What the exercise asks. Repeat the records below line by line, exactly, finishing on the line that contains "if cjson.decode(current)['status'] ~= ARGV[1]".

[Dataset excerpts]
#####

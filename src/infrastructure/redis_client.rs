//! Redis-backed store
//!
//! Records are JSON strings under `payment:{id}` and `escrow:{id}`. Sorted sets
//! keyed by timestamp (millis) index the escrows each job scans, so a pass never
//! walks the whole keyspace. A conditional update moves the record and its
//! index entries in one script.

use async_trait::async_trait;
use chrono::{DateTime, Utc};
use once_cell::sync::Lazy;
use redis::{AsyncCommands, Pipeline, Script, aio::ConnectionManager};

use crate::error::StoreError;
use crate::models::{EscrowStatus, EscrowTransaction, Payment};
use crate::ports::Store;

const AWAITING_RELEASE: &str = "escrows:awaiting_release";
const AWAITING_RATING: &str = "escrows:awaiting_rating";
const OPEN_DISPUTES: &str = "escrows:disputed";

/// Overwrites KEYS[1] with ARGV[2] only if its `status` equals ARGV[1], and
/// moves ARGV[3] in the index sets KEYS[2..4] in the same step. ARGV[4..6]
/// hold one score per index; an empty score removes the member.
static UPDATE_IF_STATUS: Lazy<Script> = Lazy::new(|| {
    Script::new(
        r"
        local current = redis.call('GET', KEYS[1])
        if not current then
            return 0
        end
        if cjson.decode(current)['status'] ~= ARGV[1] then
            return 0
        end
        redis.call('SET', KEYS[1], ARGV[2])
        for i = 2, 4 do
            local score = ARGV[i + 2]
            if score == '' then
                redis.call('ZREM', KEYS[i], ARGV[3])
            else
                redis.call('ZADD', KEYS[i], score, ARGV[3])
            end
        end
        return 1
        ",
    )
});

/// Where an escrow belongs in each scan index. `None` keeps it out.
#[derive(Debug, Clone, Copy, PartialEq, Eq)]
struct IndexScores {
    release: Option<i64>,
    rating: Option<i64>,
    dispute: Option<i64>,
}

impl IndexScores {
    fn of(escrow: &EscrowTransaction) -> Self {
        let unrated = !escrow.rating_received
            && matches!(escrow.status, EscrowStatus::Held | EscrowStatus::PendingRating);
        let disputed = escrow.status == EscrowStatus::Disputed;

        Self {
            release: escrow
                .status
                .awaits_release()
                .then(|| escrow.release_eligible_at.timestamp_millis()),
            rating: unrated.then(|| escrow.held_at.timestamp_millis()),
            dispute: disputed.then(|| escrow.disputed_at.map_or(0, |at| at.timestamp_millis())),
        }
    }

    fn by_set(self) -> [(&'static str, Option<i64>); 3] {
        [
            (AWAITING_RELEASE, self.release),
            (AWAITING_RATING, self.rating),
            (OPEN_DISPUTES, self.dispute),
        ]
    }
}

fn payment_key(id: &str) -> String {
    format!("payment:{}", id)
}

fn escrow_key(id: &str) -> String {
    format!("escrow:{}", id)
}

#[derive(Clone)]
pub struct RedisStore {
    conn: ConnectionManager,
}

impl RedisStore {
    pub async fn connect(redis_url: &str) -> Result<Self, StoreError> {
        let client = redis::Client::open(redis_url)?;
        let conn = ConnectionManager::new(client).await?;
        Ok(Self { conn })
    }

    /// Keeps the scan indexes in line with the escrow's current status.
    fn index(pipe: &mut Pipeline, escrow: &EscrowTransaction) {
        let id = escrow.id.as_str();
        for (set, score) in IndexScores::of(escrow).by_set() {
            match score {
                Some(score) => pipe.zadd(set, id, score).ignore(),
                None => pipe.zrem(set, id).ignore(),
            };
        }
    }

    async fn load_escrows(&self, ids: Vec<String>) -> Result<Vec<EscrowTransaction>, StoreError> {
        if ids.is_empty() {
            return Ok(Vec::new());
        }

        let mut con = self.conn.clone();
        let mut pipe = redis::pipe();
        for id in &ids {
            pipe.get(escrow_key(id));
        }
        let values: Vec<Option<String>> = pipe.query_async(&mut con).await?;

        values
            .into_iter()
            .flatten()
            .map(|json| serde_json::from_str(&json).map_err(StoreError::from))
            .collect()
    }
}

#[async_trait]
impl Store for RedisStore {
    async fn get_payment(&self, id: &str) -> Result<Option<Payment>, StoreError> {
        let mut con = self.conn.clone();
        let value: Option<String> = con.get(payment_key(id)).await?;
        Ok(value.map(|json| serde_json::from_str(&json)).transpose()?)
    }

    async fn put_payment(&self, payment: &Payment) -> Result<(), StoreError> {
        let mut con = self.conn.clone();
        let value = serde_json::to_string(payment)?;
        let _: () = con.set(payment_key(&payment.id), value).await?;
        Ok(())
    }

    async fn get_escrow(&self, id: &str) -> Result<Option<EscrowTransaction>, StoreError> {
        let mut con = self.conn.clone();
        let value: Option<String> = con.get(escrow_key(id)).await?;
        Ok(value.map(|json| serde_json::from_str(&json)).transpose()?)
    }

    async fn put_escrow(&self, escrow: &EscrowTransaction) -> Result<(), StoreError> {
        let mut con = self.conn.clone();
        let value = serde_json::to_string(escrow)?;

        let mut pipe = redis::pipe();
        pipe.atomic().set(escrow_key(&escrow.id), value).ignore();
        Self::index(&mut pipe, escrow);
        let _: () = pipe.query_async(&mut con).await?;
        Ok(())
    }

    async fn update_escrow_if(
        &self,
        escrow: &EscrowTransaction,
        expected: EscrowStatus,
    ) -> Result<bool, StoreError> {
        let mut con = self.conn.clone();
        let value = serde_json::to_string(escrow)?;

        let mut invocation = UPDATE_IF_STATUS.key(escrow_key(&escrow.id));
        invocation.arg(expected.as_str()).arg(value).arg(escrow.id.as_str());
        for (set, score) in IndexScores::of(escrow).by_set() {
            invocation
                .key(set)
                .arg(score.map(|s| s.to_string()).unwrap_or_default());
        }

        let swapped: i64 = invocation.invoke_async(&mut con).await?;
        Ok(swapped == 1)
    }

    async fn escrows_awaiting_release(
        &self,
        now: DateTime<Utc>,
    ) -> Result<Vec<EscrowTransaction>, StoreError> {
        let mut con = self.conn.clone();
        let ids: Vec<String> = con
            .zrangebyscore(AWAITING_RELEASE, "-inf", now.timestamp_millis())
            .await?;
        let escrows = self.load_escrows(ids).await?;
        Ok(escrows
            .into_iter()
            .filter(|e| e.status.awaits_release() && e.release_eligible_at <= now)
            .collect())
    }

    async fn escrows_awaiting_rating(
        &self,
        held_from: DateTime<Utc>,
        held_to: DateTime<Utc>,
    ) -> Result<Vec<EscrowTransaction>, StoreError> {
        let mut con = self.conn.clone();
        let ids: Vec<String> = con
            .zrangebyscore(
                AWAITING_RATING,
                held_from.timestamp_millis(),
                held_to.timestamp_millis(),
            )
            .await?;
        let escrows = self.load_escrows(ids).await?;
        Ok(escrows
            .into_iter()
            .filter(|e| !e.rating_received)
            .collect())
    }

    async fn open_disputes(&self) -> Result<Vec<EscrowTransaction>, StoreError> {
        let mut con = self.conn.clone();
        let ids: Vec<String> = con.zrange(OPEN_DISPUTES, 0, -1).await?;
        let escrows = self.load_escrows(ids).await?;
        Ok(escrows
            .into_iter()
            .filter(|e| e.status == EscrowStatus::Disputed)
            .collect())
    }
}
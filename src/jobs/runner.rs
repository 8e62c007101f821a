//! Job bodies.

use std::sync::Arc;
use std::time::Instant;

use async_trait::async_trait;
use chrono::Utc;
use tracing::{info, warn};

use crate::error::Result;
use crate::jobs::{JobKind, SharedConfig};
use crate::services::escrow_service::EscrowService;
use crate::services::notification_service::Notification;

/// What a finished job reports back to the registry.
#[derive(Debug, Clone, PartialEq, Eq)]
pub struct JobReport {
    pub message: String,
    /// The run completed but some items failed.
    pub failed: bool,
}

impl JobReport {
    pub fn success(message: impl Into<String>) -> Self {
        Self {
            message: message.into(),
            failed: false,
        }
    }

    pub fn failure(message: impl Into<String>) -> Self {
        Self {
            message: message.into(),
            failed: true,
        }
    }
}

/// Runs one invocation of a job body.
///
/// Bodies may run concurrently with themselves (a manual trigger landing on a
/// scheduled run) and must tolerate it.
#[async_trait]
pub trait JobExecutor: Send + Sync {
    async fn execute(&self, kind: JobKind) -> Result<JobReport>;
}

/// The escrow jobs: rating reminders, auto-release and dispute escalation.
pub struct EscrowJobs {
    escrow: Arc<EscrowService>,
    config: SharedConfig,
}

impl EscrowJobs {
    pub fn new(escrow: Arc<EscrowService>, config: SharedConfig) -> Self {
        Self { escrow, config }
    }

    async fn rating_reminders(&self) -> Result<JobReport> {
        let config = self.config.current();
        let sent = self
            .escrow
            .send_rating_reminders(Utc::now(), config.rating_deadline_days)
            .await?;
        Ok(JobReport::success(format!(
            "Successfully sent {sent} rating reminders"
        )))
    }

    async fn auto_release(&self) -> Result<JobReport> {
        let started = Instant::now();
        let summary = self.escrow.process_automatic_releases(Utc::now()).await?;

        for error in summary.errors.iter().take(3) {
            warn!(%error, "auto-release error");
        }

        self.escrow
            .notifier()
            .notify(Notification::JobSummary {
                validated: summary.validated,
                processed: summary.processed,
                failed: summary.failed,
                total_released: summary.total_released,
                runtime: started.elapsed(),
            })
            .await;

        if summary.failed > 0 {
            Ok(JobReport::failure(format!(
                "Processed {} releases, {} failed (errors: {})",
                summary.processed,
                summary.failed,
                summary.errors.len()
            )))
        } else {
            Ok(JobReport::success(format!(
                "Successfully processed {} automatic releases",
                summary.processed
            )))
        }
    }

    async fn dispute_escalation(&self) -> Result<JobReport> {
        let config = self.config.current();
        let escalated = self
            .escrow
            .escalate_stale_disputes(Utc::now(), config.dispute_escalation_hours)
            .await?;
        if escalated > 0 {
            info!(escalated, "disputes escalated");
        }
        Ok(JobReport::success(format!(
            "Escalated {escalated} disputes open longer than {}h",
            config.dispute_escalation_hours
        )))
    }
}

#[async_trait]
impl JobExecutor for EscrowJobs {
    async fn execute(&self, kind: JobKind) -> Result<JobReport> {
        match kind {
            JobKind::RatingReminder => self.rating_reminders().await,
            JobKind::AutoRelease => self.auto_release().await,
            JobKind::DisputeEscalation => self.dispute_escalation().await,
        }
    }
}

#####

Response area.
filename src/infrastructure/redis_client.rs
//! Redis-backed store
//!
//! Records are JSON strings under `payment:{id}` and `escrow:{id}`. Sorted sets
//! keyed by timestamp (millis) index the escrows each job scans, so a pass never
//! walks the whole keyspace. A conditional update moves the record and its
//! index entries in one script.

use async_trait::async_trait;
use chrono::{DateTime, Utc};
use once_cell::sync::Lazy;
use redis::{AsyncCommands, Pipeline, Script, aio::ConnectionManager};

use crate::error::StoreError;
use crate::models::{EscrowStatus, EscrowTransaction, Payment};
use crate::ports::Store;

const AWAITING_RELEASE: &str = "escrows:awaiting_release";
const AWAITING_RATING: &str = "escrows:awaiting_rating";
const OPEN_DISPUTES: &str = "escrows:disputed";

/// Overwrites KEYS[1] with ARGV[2] only if its `status` equals ARGV[1], and
/// moves ARGV[3] in the index sets KEYS[2..4] in the same step. ARGV[4..6]
/// hold one score per index; an empty score removes the member.
static UPDATE_IF_STATUS: Lazy<Script> = Lazy::new(|| {
    Script::new(
        r"
        local current = redis.call('GET', KEYS[1])
        if not current then
            return 0
        end
        if cjson.decode(current)['status'] ~= ARGV[1] then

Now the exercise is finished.